Beware of wcstombs

04 Dec 2011 | One-minute read

Different character encoding schemes are a headache - a headache that is unfortunately not going away. wcstombs (or related Microsoft secure functions, _wcstombs_s and _wcstombs_s_l) are your staple when translating between wide character and multibyte encodings.

However, wcstombs can have some very unexpected behaviour, when it comes to substitution characters. At least on Windows, this behaviour depends on the system locale.

What’s a substitution character? Consider the wide character string

wchar_t* str = L"Ê";

When will wcstombs successfully convert the string? As you might expect, that will depend on whether there is a representation for Ê in the code page. Perhaps unexpectedly, for some code pages, Ê is converted to E. The function succeeds, but mbstowcs will not convert back to the original string.

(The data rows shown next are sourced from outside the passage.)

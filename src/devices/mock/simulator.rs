//! Sample generator for the simulated driver
//!
//! Walks the driver's enabled sensors every tick and injects a sample for
//! each one whose sampling period has elapsed. Continuous sensors always
//! emit; on-change sensors emit only when their simulated value moves.

use super::{MockSensorDriver, SensorNoise};
use crate::config::MockConfig;
use crate::core::event::SensorEvent;
use crate::core::types::{SensorDescriptor, SensorInfo, sensor_type};
use crate::error::{Error, Result};
use std::collections::HashMap;
use std::sync::Arc;
use std::sync::atomic::{AtomicBool, Ordering};
use std::thread::{self, JoinHandle};
use std::time::{Duration, Instant};

const GRAVITY: f32 = 9.80665;

/// Floor applied to requested periods so a zero-period subscriber can't spin the loop
const MIN_EMIT_PERIOD: Duration = Duration::from_millis(1);

/// Per-sensor simulation state
#[derive(Default)]
struct Track {
    last_emit: Option<Instant>,
    last_values: Vec<f32>,
    steps: f32,
    near: bool,
}

pub struct SensorSimulator {
    shutdown: Arc<AtomicBool>,
    handle: Option<JoinHandle<()>>,
}

impl SensorSimulator {
    pub fn spawn(driver: MockSensorDriver, config: &MockConfig) -> Result<Self> {
        let shutdown = Arc::new(AtomicBool::new(false));
        let tick = Duration::from_millis(config.tick_ms.max(1));
        let noise = SensorNoise::new(config.random_seed, config.noise_stddev);
        let flag = Arc::clone(&shutdown);

        let handle = thread::Builder::new()
            .name("mock-sensors".to_string())
            .spawn(move || simulation_loop(driver, flag, tick, noise))
            .map_err(|e| Error::Other(format!("Failed to spawn simulation thread: {}", e)))?;

        log::info!("Sensor simulator started: tick={:?}", tick);
        Ok(Self {
            shutdown,
            handle: Some(handle),
        })
    }

    pub fn shutdown(&mut self) -> Result<()> {
        self.shutdown.store(true, Ordering::Relaxed);
        if let Some(handle) = self.handle.take() {
            handle.join().map_err(|_| Error::ThreadPanic)?;
        }
        Ok(())
    }
}

impl Drop for SensorSimulator {
    fn drop(&mut self) {
        let _ = self.shutdown();
    }
}

fn simulation_loop(
    driver: MockSensorDriver,
    shutdown: Arc<AtomicBool>,
    tick: Duration,
    mut noise: SensorNoise,
) {
    let start = Instant::now();
    let mut tracks: HashMap<SensorDescriptor, Track> = HashMap::new();

    while !shutdown.load(Ordering::Relaxed) {
        let loop_start = Instant::now();
        let active = driver.active_sensors();
        tracks.retain(|desc, _| active.iter().any(|(info, _)| info.desc == *desc));

        for (info, rate) in &active {
            let period = Duration::from_nanos(rate.sampling_period_ns.max(0) as u64)
                .max(MIN_EMIT_PERIOD);
            let track = tracks.entry(info.desc).or_default();
            if track
                .last_emit
                .is_some_and(|t| loop_start.duration_since(t) < period)
            {
                continue;
            }
            let first = track.last_emit.is_none();
            track.last_emit = Some(loop_start);

            let elapsed = loop_start.duration_since(start).as_secs_f32();
            let values = sample_values(info, track, elapsed, &mut noise);
            if !info.mode.is_continuous() && !first && values == track.last_values {
                continue;
            }
            track.last_values = values.clone();

            let ts = loop_start.duration_since(start).as_nanos() as i64;
            let event = SensorEvent::from_values(info.desc, ts, info.mode, &values);
            driver.inject_event(event);
        }

        let elapsed = loop_start.elapsed();
        if elapsed < tick {
            thread::sleep(tick - elapsed);
        }
    }

    log::info!("Sensor simulator terminated");
}

fn sample_values(
    info: &SensorInfo,
    track: &mut Track,
    elapsed: f32,
    noise: &mut SensorNoise,
) -> Vec<f32> {
    match info.desc.sensor_type {
        sensor_type::ACCELEROMETER => {
            let mut v = vec![0.0, 0.0, GRAVITY];
            noise.jitter(&mut v, 1.0);
            v
        }
        sensor_type::GYROSCOPE => {
            let mut v = vec![0.0, 0.0, 0.0];
            noise.jitter(&mut v, 1.0);
            v
        }
        sensor_type::MAGNETIC_FIELD => {
            let mut v = vec![22.0, 5.0, -40.0];
            noise.jitter(&mut v, 10.0);
            v
        }
        // Slow day/night swing, quantized so on-change reporting stays quiet
        sensor_type::AMBIENT_LIGHT => {
            let lux = 300.0 + 200.0 * (elapsed / 20.0).sin();
            vec![(lux / 25.0).round() * 25.0]
        }
        sensor_type::PROXIMITY | sensor_type::PROXIMITY1 => {
            if noise.occurs(0.01) {
                track.near = !track.near;
            }
            vec![if track.near { 0.0 } else { 5.0 }]
        }
        sensor_type::PEDOMETER => {
            if noise.occurs(0.05) {
                track.steps += 1.0;
            }
            vec![track.steps]
        }
        _ => vec![0.0],
    }
}

#[cfg(test)]
mod tests {
    use super::*;
    use crate::core::driver::{EventListener, SensorDriver};
    use crate::core::types::{SensorMode, SensorRate};
    use parking_lot::Mutex;

    struct Collect(Mutex<Vec<SensorEvent>>);

    impl EventListener for Collect {
        fn on_sample(&self, event: SensorEvent) {
            self.0.lock().push(event);
        }
    }

    #[test]
    fn test_emits_for_enabled_sensors_only() {
        let accel = SensorDescriptor::new(1, sensor_type::ACCELEROMETER, 0, 1);
        let gyro = SensorDescriptor::new(1, sensor_type::GYROSCOPE, 0, 1);
        let mut info = SensorInfo::new(accel, "accel");
        info.mode = SensorMode::Realtime;
        let mut driver = MockSensorDriver::new(vec![info, SensorInfo::new(gyro, "gyro")]);
        driver.connect().unwrap();
        let sink = Arc::new(Collect(Mutex::new(Vec::new())));
        driver.register_event_callback(sink.clone()).unwrap();
        let rate = SensorRate::new(2_000_000, 0);
        driver.set_batch(&accel, rate.sampling_period_ns, 0).unwrap();
        driver.enable(&accel).unwrap();

        let config = MockConfig {
            tick_ms: 1,
            random_seed: 3,
            ..MockConfig::default()
        };
        let mut sim = SensorSimulator::spawn(driver.clone(), &config).unwrap();
        thread::sleep(Duration::from_millis(50));
        sim.shutdown().unwrap();

        let events = sink.0.lock();
        assert!(!events.is_empty());
        assert!(events.iter().all(|e| e.desc == accel));
        let z = events[0].values()[2];
        assert!((z - GRAVITY).abs() < 0.5);
    }

    #[test]
    fn test_on_change_suppresses_repeats() {
        let mut noise = SensorNoise::new(1, 0.0);
        let info = SensorInfo::new(
            SensorDescriptor::new(1, sensor_type::AMBIENT_LIGHT, 0, 1),
            "light",
        );
        let mut track = Track::default();
        let a = sample_values(&info, &mut track, 0.0, &mut noise);
        let b = sample_values(&info, &mut track, 0.01, &mut noise);
        assert_eq!(a, b);
    }
}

If this is a problem, use WideCharToMultiByte with the flag WC_NO_BEST_FIT_CHARS and check the return value for lpUsedDefaultChar, for example,

wchar_t* strIn = L"Ê";
char strOut[2];
BOOL bUsedDefaultChar;
WideCharToMultiByte(CP_ACP, WC_NO_BEST_FIT_CHARS, strIn, -1, strOut, _countof(strOut), NULL, &bUsedDefaultChar);
if (bUsedDefaultChar) {
   //Character not in code page
}